- _Exercise_: Please start at the first line of the records beneath and quote each line exactly, ending with the line containing "form shared across".
= Beginning of Section =
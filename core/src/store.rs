//! Form state store and change reduction.
//!
//! [`FormState`] maps dotted field names to [`FieldState`]s. Widgets report
//! edits as [`ChangeEvent`]s; [`FormState::apply_change`] is a pure reducer
//! returning the next state, and [`FormState::dispatch`] applies an event in
//! place. Both replace exactly one field. Untouched fields are shared
//! between the old and new state through `Arc`.
//!
//! Updates to one form are serialized by `&mut self`; a form shared across
//! threads must sit behind a `Mutex` so read-modify-write cycles don't
//! interleave.
//!
//! # Examples
//!
//! ```
//! use formkit_core::*;
//!
//! let form = FormState::from_definitions([
//!     ("metadata.categories", ValidationPolicy::required(), FieldValue::multi(Vec::<String>::new())),
//!     ("spec.runtime", ValidationPolicy::optional(), FieldValue::text("golang")),
//! ])
//! .unwrap();
//! assert!(!form.is_form_valid());
//!
//! let form = form
//!     .apply_change(ChangeEvent::new("metadata.categories", true, FieldValue::multi(["collect"])))
//!     .unwrap();
//! assert!(form.is_form_valid());
//!
//! let err = form
//!     .apply_change(ChangeEvent::new("spec.memory", true, FieldValue::text("128")))
//!     .unwrap_err();
//! assert_eq!(err, FormError::UnknownField("spec.memory".into()));
//! ```

use std::collections::{HashMap, HashSet};
use std::sync::Arc;

use serde::{Deserialize, Serialize};
use thiserror::Error;
use tracing::{debug, warn};

use crate::{
    FieldState, FieldValue, OutputNode, ValidationPolicy, create_field, normalize, validate,
};

/// Structural misuse of a form.
///
/// Merely invalid input is never an error; these variants describe calls
/// the form cannot honor at all. A rejected change leaves the state as it
/// was.
#[derive(Debug, Clone, PartialEq, Eq, Error)]
pub enum FormError {
    /// A change targeted a field the form was not built with.
    #[error("unknown field: {0}")]
    UnknownField(String),
    /// Two fields were declared with the same name.
    #[error("duplicate field: {0}")]
    DuplicateField(String),
    /// Field name is empty or contains an empty path segment.
    #[error("invalid field name: '{0}'")]
    InvalidFieldName(String),
    /// One field's path is a prefix of another's, so it would have to be
    /// both a value and a record in the output.
    #[error("field '{leaf}' conflicts with nested field '{nested}'")]
    PathConflict {
        /// The shorter path.
        leaf: String,
        /// The field nested beneath it.
        nested: String,
    },
}

/// A widget-reported value change.
///
/// `is_valid` is the widget's own verdict, computed with the field's policy.
/// The store re-runs the validator and keeps its own result.
#[derive(Debug, Clone, PartialEq, Eq, Serialize, Deserialize)]
pub struct ChangeEvent {
    /// Dotted name of the field that changed.
    pub field: String,
    /// Validity as computed by the reporting widget.
    pub is_valid: bool,
    /// The new value.
    pub value: FieldValue,
}

impl ChangeEvent {
    /// Creates an event with an explicit validity flag.
    pub fn new(field: impl Into<String>, is_valid: bool, value: FieldValue) -> Self {
        Self {
            field: field.into(),
            is_valid,
            value,
        }
    }

    /// Creates an event whose validity is computed with `policy`.
    pub fn validated(
        field: impl Into<String>,
        policy: &ValidationPolicy,
        value: FieldValue,
    ) -> Self {
        let is_valid = validate(policy, &value);
        Self::new(field, is_valid, value)
    }
}

/// Keyed table of field states.
///
/// Field order is the declaration order and only matters for iteration
/// (rendering); lookup, validity and normalization ignore it.
#[derive(Debug, Clone, Default, PartialEq, Eq)]
pub struct FormState {
    fields: Vec<Arc<FieldState>>,
    index: HashMap<String, usize>,
}

impl FormState {
    /// Builds a form from already-created fields.
    ///
    /// # Errors
    ///
    /// - [`FormError::InvalidFieldName`] for an empty name or a name with an
    ///   empty segment (`"spec..runtime"`).
    /// - [`FormError::DuplicateField`] if two fields share a name.
    /// - [`FormError::PathConflict`] if one name is a path prefix of another
    ///   (`"spec"` and `"spec.runtime"`).
    pub fn new(fields: impl IntoIterator<Item = FieldState>) -> Result<Self, FormError> {
        let mut state = Self::default();

        for field in fields {
            let name = field.name();
            if name.split('.').any(str::is_empty) {
                return Err(FormError::InvalidFieldName(name.to_string()));
            }
            if state.index.contains_key(name) {
                return Err(FormError::DuplicateField(name.to_string()));
            }
            state.index.insert(name.to_string(), state.fields.len());
            state.fields.push(Arc::new(field));
        }

        state.check_path_conflicts()?;
        Ok(state)
    }

    /// Builds a form from `(name, policy, default)` triples via
    /// [`create_field`].
    pub fn from_definitions<N>(
        definitions: impl IntoIterator<Item = (N, ValidationPolicy, FieldValue)>,
    ) -> Result<Self, FormError>
    where
        N: Into<String>,
    {
        Self::new(
            definitions
                .into_iter()
                .map(|(name, policy, default)| create_field(name, policy, default)),
        )
    }

    fn check_path_conflicts(&self) -> Result<(), FormError> {
        let names: HashSet<&str> = self.index.keys().map(String::as_str).collect();
        for field in &self.fields {
            let name = field.name();
            for (pos, _) in name.match_indices('.') {
                let prefix = &name[..pos];
                if names.contains(prefix) {
                    return Err(FormError::PathConflict {
                        leaf: prefix.to_string(),
                        nested: name.to_string(),
                    });
                }
            }
        }
        Ok(())
    }

    /// Looks a field up by name.
    pub fn get(&self, name: &str) -> Option<&FieldState> {
        self.index.get(name).map(|&idx| self.fields[idx].as_ref())
    }

    /// Returns `true` if the form has a field called `name`.
    pub fn contains(&self, name: &str) -> bool {
        self.index.contains_key(name)
    }

    /// Iterates fields in declaration order.
    pub fn fields(&self) -> impl Iterator<Item = &FieldState> {
        self.fields.iter().map(Arc::as_ref)
    }

    /// Number of fields.
    pub fn len(&self) -> usize {
        self.fields.len()
    }

    /// Returns `true` if the form has no fields.
    pub fn is_empty(&self) -> bool {
        self.fields.is_empty()
    }

    /// Returns the next state with `event` applied.
    ///
    /// Only the targeted field changes; every other entry is the same
    /// shared allocation as in `self`.
    ///
    /// # Errors
    ///
    /// Returns [`FormError::UnknownField`] if the event names a field the
    /// form does not have.
    pub fn apply_change(&self, event: ChangeEvent) -> Result<Self, FormError> {
        let mut next = self.clone();
        next.dispatch(event)?;
        Ok(next)
    }

    /// Applies `event` in place.
    ///
    /// The validity stored is the validator's verdict for the new value. A
    /// widget-reported flag that disagrees is logged and overridden.
    ///
    /// # Errors
    ///
    /// Returns [`FormError::UnknownField`] without touching the state if the
    /// field does not exist.
    pub fn dispatch(&mut self, event: ChangeEvent) -> Result<(), FormError> {
        let Some(&idx) = self.index.get(&event.field) else {
            return Err(FormError::UnknownField(event.field));
        };

        let updated = self.fields[idx].with_value(event.value);
        if updated.is_valid() != event.is_valid {
            warn!(
                field = updated.name(),
                reported = event.is_valid,
                computed = updated.is_valid(),
                "Reported validity disagrees with field policy"
            );
        }
        debug!(
            field = updated.name(),
            is_valid = updated.is_valid(),
            "Applied change"
        );

        self.fields[idx] = Arc::new(updated);
        Ok(())
    }

    /// Conjunction of every field's validity, recomputed on each call.
    pub fn is_form_valid(&self) -> bool {
        self.fields.iter().all(|field| field.is_valid())
    }

    /// Names of fields that are currently invalid, in declaration order.
    pub fn invalid_fields(&self) -> Vec<&str> {
        self.fields
            .iter()
            .filter(|field| !field.is_valid())
            .map(|field| field.name())
            .collect()
    }

    /// Projects the form into its nested output record.
    ///
    /// See [`normalize`].
    pub fn normalize(&self) -> OutputNode {
        normalize(self)
    }

    #[cfg(test)]
    fn shares_field_with(&self, other: &Self, name: &str) -> bool {
        match (self.index.get(name), other.index.get(name)) {
            (Some(&a), Some(&b)) => Arc::ptr_eq(&self.fields[a], &other.fields[b]),
            _ => false,
        }
    }
}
= End of Section =
- _Solution_:
filename core/src/store.rs
//! Form state store and change reduction.
//!
//! [`FormState`] maps dotted field names to [`FieldState`]s. Widgets report
//! edits as [`ChangeEvent`]s; [`FormState::apply_change`] is a pure reducer
//! returning the next state, and [`FormState::dispatch`] applies an event in
//! place. Both replace exactly one field. Untouched fields are shared
//! between the old and new state through `Arc`.
//!
//! Updates to one form are serialized by `&mut self`; a form shared across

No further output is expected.